U.S. firms strongly opposed Trump’s August executive order to ban Chinese social messaging app WeChat on the grounds that it is a vital tool for communication and business in China. According to an August AmCham survey, 88% of U.S. companies said the loss of WeChat would negatively impact their business operations. (The ban hasn’t gone into effect; a U.S. judge in late October blocked the ban request, saying the government hadn’t presented enough evidence that WeChat poses a security risk.)
And Trump pursued a drawn-out trade war with China that resulted in more than two years of tit-for-tat tariffs that hurt the U.S. economy and U.S. businesses that import to China. The trade conflict forced U.S. companies with supply chain links to China to divert some of those resources from the mainland.
According to the AmCham survey, 28% of U.S. companies think U.S.-China trade tensions will warm within a year, compared to the 14% who thought so in a July AmCham Shanghai survey. Almost 30% of respondents to the November survey think trade tensions will continue “indefinitely.”
Post-election, U.S. companies in China are more optimistic about revenue growth. Almost half of respondents to the November survey expect their 2020 revenue to grow compared to 2019 levels, versus 32.5% who felt that way in July.
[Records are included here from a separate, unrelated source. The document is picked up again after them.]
//! Session metadata files.
//!
//! # File Format
//!
//! `Metadata/Sessions/<name>`:
//!
//! ```text
//! report.txt            session name
//! 3                     command count
//! 1                     history cursor (-1 = nothing applied)
//! PasteCommand          one record per command, oldest first
//! ---
//!                       text before the edit (here: empty)
//! ---
//! hello                 text to paste (Paste only)
//! ---
//! 0                     start position
//! 0                     end position
//! CopyCommand           Copy records are the kind line only
//! DeleteCommand
//! ---
//! hello
//! ---
//! 1
//! 2
//! ```
//!
//! Each text block is the text, a newline, then a `---` line, so a block
//! round-trips exactly unless the text itself contains a `---` line.

use crate::history::{Command, CommandHistory, CommandKind, Span};
use crate::paths::Layout;
use crate::session::Session;

use super::{push_block, read_optional, write_atomic, LineReader, PersistenceError, DELIMITER};

pub fn encode_metadata(session: &Session) -> String {
    let history = session.history();
    let mut out = format!(
        "{}\n{}\n{}\n",
        session.name(),
        history.len(),
        history.cursor()
    );

    for command in history.commands() {
        let kind = command.kind();
        out.push_str(kind.persisted_name());
        out.push('\n');

        // Copy only touches the clipboard, which is saved separately.
        if kind == CommandKind::Copy {
            continue;
        }

        out.push_str(DELIMITER);
        out.push('\n');
        push_block(&mut out, command.snapshot().unwrap_or_default());
        if let Some(text) = command.text_to_paste() {
            push_block(&mut out, text);
        }

        let span = command.span().unwrap_or_default();
        out.push_str(&format!("{}\n{}\n", span.start, span.end));
    }

    out
}

/// Parse a metadata file into the stored session name and its history.
///
/// `file` labels error messages.
pub fn decode_metadata(file: &str, contents: &str) -> Result<(String, CommandHistory), PersistenceError> {
    let mut reader = LineReader::new(file, contents);

    let name = reader.next_line("session name")?.to_string();
    let count: usize = reader.number("command count")?;
    let cursor: isize = reader.number("history cursor")?;

    let mut commands = Vec::new();
    for _ in 0..count {
        commands.push(decode_command(&mut reader)?);
    }

    let current = match cursor {
        -1 => None,
        index if index >= 0 => Some(index as usize),
        _ => return Err(reader.malformed(format!("invalid history cursor {cursor}"))),
    };

    let history = CommandHistory::restore(commands, current).ok_or_else(|| {
        reader.malformed(format!("history cursor {cursor} out of range for {count} command(s)"))
    })?;

    Ok((name, history))
}

fn decode_command(reader: &mut LineReader<'_>) -> Result<Command, PersistenceError> {
    let line = reader.next_line("command kind")?;
    let kind = CommandKind::from_persisted_name(line)
        .ok_or_else(|| reader.malformed(format!("unknown command kind {line:?}")))?;

    if kind == CommandKind::Copy {
        return Ok(Command::Copy {
            snapshot: String::new(),
            span: Span::default(),
        });
    }

    reader.delimiter()?;
    let snapshot = reader.block("text snapshot")?;
    let text_to_paste = if kind == CommandKind::Paste {
        reader.block("text to paste")?
    } else {
        String::new()
    };
    let start: usize = reader.number("start position")?;
    let end: usize = reader.number("end position")?;

    let len = snapshot.chars().count();
    if start > end || end >= len.max(1) {
        return Err(reader.malformed(format!(
            "range {start}..={end} does not fit a text of {len} char(s)"
        )));
    }

    Command::from_parts(kind, snapshot, text_to_paste, Span { start, end })
        .ok_or_else(|| reader.malformed(format!("{kind} cannot be stored")))
}

pub fn write_metadata(layout: &Layout, session: &Session) -> Result<(), PersistenceError> {
    write_atomic(
        &layout.session_metadata_file(session.name()),
        &encode_metadata(session),
    )
}

/// Load a session's history. `None` if no metadata file exists.
pub fn read_metadata(
    layout: &Layout,
    file_name: &str,
) -> Result<Option<(String, CommandHistory)>, PersistenceError> {
    read_optional(&layout.session_metadata_file(file_name))?
        .map(|contents| decode_metadata(file_name, &contents))
        .transpose()
}

// ============================================================================
// TESTS
// ============================================================================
Even with a more upbeat attitude, a little over half of respondents said a Biden presidency will not change their investment plans in China; one-fifth said they didn’t know how investments would be affected yet, while 14% said they will increase their investment in China with Biden in office. And a full third of respondents remain “somewhat” or “very” concerned about employee safety around issues like exit bans and detentions in China.